いわけんブログ

ホームいわけんブログ風景と樹木 第20話「モミジバフウ」

    ≪ 前のエントリー     次のエントリー ≫

  • 風景と樹木 第20話「モミジバフウ」

    2012年1月31日花林舎

    風景と樹木
    平成20年6月から「花林舎動物記」という楽しい動物のお話を読み切りで掲載しています。「花林舎動物記」とは、滝沢村にある(株)野田坂緑研究所発行(所長野田坂伸也氏)の会員限定情報誌「花林舎ガーデニング便り」の中で最も人気がある連載記事です。
    今月も『すこやかな暮らし発見、岩手から。「家と人。」』という雑誌から野田坂伸也氏の記事「風景と樹木」を転載させていただいきます。

    モミジバフウ

    モミジバフウの街路樹

    盛岡市の高松から松園ニュータウンに通ずる道路の両側に、どことなく異国風の雰囲気を持った街路樹が植えられている。樹形は、剪定のために変わってしまったものもあるが、きれいな円錐形で葉は密に隙間もなくついているので、少し重苦しささえ感じられる。樹高は8~10メートルである。ほとんどの木が旺盛な生育をしていてボリュームがある。

    今年ここを通りかかったのは11月の上旬だったが、ちょうど紅葉が始まっていて赤や黄色の葉がモザイクのように混じり合った木や、まだ緑色のままのもの、少し紫色に変わりつつある個体など様々な色が見られた。近寄ってみると葉はモミジの葉によく似ている。この木の名をモミジバフウというのはそのためである。
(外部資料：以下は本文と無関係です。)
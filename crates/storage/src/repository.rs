use async_trait::async_trait;
use course_core::model::{EnrollmentKey, EnrollmentProgress, LectureRef, QuizResult};
use serde::Serialize;
use std::collections::HashMap;
use std::sync::{Arc, Mutex};
use thiserror::Error;

/// Errors surfaced by storage adapters.
#[derive(Debug, Error)]
#[non_exhaustive]
pub enum StorageError {
    #[error("not found")]
    NotFound,

    #[error("conflict")]
    Conflict,

    #[error("connection error: {0}")]
    Connection(String),

    #[error("serialization error: {0}")]
    Serialization(String),
}

/// Quiz attempt to append to the audit log in the same commit.
#[derive(Debug, Clone, PartialEq)]
pub struct NewQuizAttempt {
    pub at: LectureRef,
    pub result: QuizResult,
}

/// Persisted quiz attempt.
#[derive(Debug, Clone, PartialEq, Serialize)]
pub struct QuizAttemptRecord {
    pub id: i64,
    pub at: LectureRef,
    pub result: QuizResult,
}

/// Repository contract for enrollment progress.
///
/// Writes are compare-and-swap on `EnrollmentProgress::version`, so two
/// sessions working on the same enrollment can never interleave.
#[async_trait]
pub trait ProgressRepository: Send + Sync {
    /// Fetch the progress record for an enrollment.
    ///
    /// Returns `Ok(None)` when nothing has been stored yet. Aggregates on the
    /// returned record are not refreshed.
    ///
    /// # Errors
    ///
    /// Returns `StorageError` if the record cannot be read.
    async fn get_progress(
        &self,
        key: EnrollmentKey,
    ) -> Result<Option<EnrollmentProgress>, StorageError>;

    /// Atomically persist `progress` (and an optional quiz attempt) if the
    /// stored version still equals `progress.version()`. Version 0 means the
    /// record must not exist yet.
    ///
    /// Returns the new version.
    ///
    /// # Errors
    ///
    /// Returns `StorageError::Conflict` if another writer got there first.
    async fn commit_progress(
        &self,
        progress: &EnrollmentProgress,
        attempt: Option<&NewQuizAttempt>,
    ) -> Result<u64, StorageError>;

    /// List quiz attempts for one lecture, newest first.
    ///
    /// # Errors
    ///
    /// Returns `StorageError` if the attempts cannot be read.
    async fn list_quiz_attempts(
        &self,
        key: EnrollmentKey,
        at: LectureRef,
        limit: u32,
    ) -> Result<Vec<QuizAttemptRecord>, StorageError>;
}

#[derive(Default)]
struct InMemoryState {
    progress: HashMap<EnrollmentKey, EnrollmentProgress>,
    attempts: Vec<(EnrollmentKey, QuizAttemptRecord)>,
}

/// Simple in-memory repository implementation for testing and prototyping.
#[derive(Clone, Default)]
pub struct InMemoryRepository {
    state: Arc<Mutex<InMemoryState>>,
}

impl InMemoryRepository {
    #[must_use]
    pub fn new() -> Self {
        Self::default()
    }
}

#[async_trait]
impl ProgressRepository for InMemoryRepository {
    async fn get_progress(
        &self,
        key: EnrollmentKey,
    ) -> Result<Option<EnrollmentProgress>, StorageError> {
        let guard = self
            .state
            .lock()
            .map_err(|e| StorageError::Connection(e.to_string()))?;
        Ok(guard.progress.get(&key).cloned())
    }

    async fn commit_progress(
        &self,
        progress: &EnrollmentProgress,
        attempt: Option<&NewQuizAttempt>,
    ) -> Result<u64, StorageError> {
        let mut guard = self
            .state
            .lock()
            .map_err(|e| StorageError::Connection(e.to_string()))?;
        let key = progress.key();
        let stored = guard.progress.get(&key).map_or(0, EnrollmentProgress::version);
        if stored != progress.version() {
            return Err(StorageError::Conflict);
        }

        let version = stored + 1;
        guard
            .progress
            .insert(key, progress.clone().with_version(version));
        if let Some(attempt) = attempt {
            let id = i64::try_from(guard.attempts.len() + 1)
                .map_err(|_| StorageError::Serialization("attempt id overflow".into()))?;
            guard.attempts.push((
                key,
                QuizAttemptRecord {
                    id,
                    at: attempt.at,
                    result: attempt.result.clone(),
                },
            ));
        }
        Ok(version)
    }

    async fn list_quiz_attempts(
        &self,
        key: EnrollmentKey,
        at: LectureRef,
        limit: u32,
    ) -> Result<Vec<QuizAttemptRecord>, StorageError> {
        let guard = self
            .state
            .lock()
            .map_err(|e| StorageError::Connection(e.to_string()))?;
        Ok(guard
            .attempts
            .iter()
            .rev()
            .filter(|(k, record)| *k == key && record.at == at)
            .take(limit as usize)
            .map(|(_, record)| record.clone())
            .collect())
    }
}

/// Repositories behind trait objects for easy backend swapping.
#[derive(Clone)]
pub struct Storage {
    pub progress: Arc<dyn ProgressRepository>,
}

impl Storage {
    #[must_use]
    pub fn in_memory() -> Self {
        let progress: Arc<dyn ProgressRepository> = Arc::new(InMemoryRepository::new());
        Self { progress }
    }
}

#[cfg(test)]
mod tests {
    use super::*;
    use course_core::model::{CourseContent, CourseId, LearnerId, Lecture, LectureKind, Module};
    use course_core::progression;
    use course_core::time::fixed_now;

    fn key() -> EnrollmentKey {
        EnrollmentKey::new(LearnerId::new(1), CourseId::new(1))
    }

    fn content() -> CourseContent {
        CourseContent::new(vec![Module::new(
            "M",
            vec![
                Lecture::new("A", LectureKind::Video),
                Lecture::new("B", LectureKind::Text),
            ],
        )])
    }

    #[tokio::test]
    async fn commit_bumps_version_and_round_trips() {
        let repo = InMemoryRepository::new();
        let fresh = EnrollmentProgress::new(key());
        let done =
            progression::complete_lecture(&content(), &fresh, LectureRef::FIRST, 100, fixed_now())
                .unwrap()
                .progress;

        let version = repo.commit_progress(&done, None).await.unwrap();
        assert_eq!(version, 1);

        let stored = repo.get_progress(key()).await.unwrap().unwrap();
        assert_eq!(stored.version(), 1);
        assert!(stored.is_lecture_completed(LectureRef::FIRST));
    }

    #[tokio::test]
    async fn stale_version_is_a_conflict() {
        let repo = InMemoryRepository::new();
        let fresh = EnrollmentProgress::new(key());
        repo.commit_progress(&fresh, None).await.unwrap();

        let err = repo.commit_progress(&fresh, None).await.unwrap_err();
        assert!(matches!(err, StorageError::Conflict));
    }

    #[tokio::test]
    async fn missing_progress_is_none() {
        let repo = InMemoryRepository::new();
        assert!(repo.get_progress(key()).await.unwrap().is_none());
        assert!(
            repo.list_quiz_attempts(key(), LectureRef::FIRST, 10)
                .await
                .unwrap()
                .is_empty()
        );
    }
}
    モミジバフウは北アメリカ原産なので別名をアメリカフウともいう。自生地では樹高35~45メートルもの大木になるそうである。ただし、そのような大きさになるためには深くまで肥沃で、湿っているが排水良好な土が広がっている場所が必要である。若木の時は針葉樹のトドマツ、モミ、カラマツ、メタセコイヤなどに似たきれいな円錐形の樹形であるが、老齢になると丸みを帯びる。このような樹形の変化はカツラなどにも見られる。

    同属にタイワンフウという木があるが、これはやや耐寒性が弱いので主に関東以南で植えられている。タイワンフウの方が葉のつき方が少なく軽やかな印象を受ける。これも大木になる。台湾では若干標高の高いところの方が生育がよく、紅葉もきれいだそうである。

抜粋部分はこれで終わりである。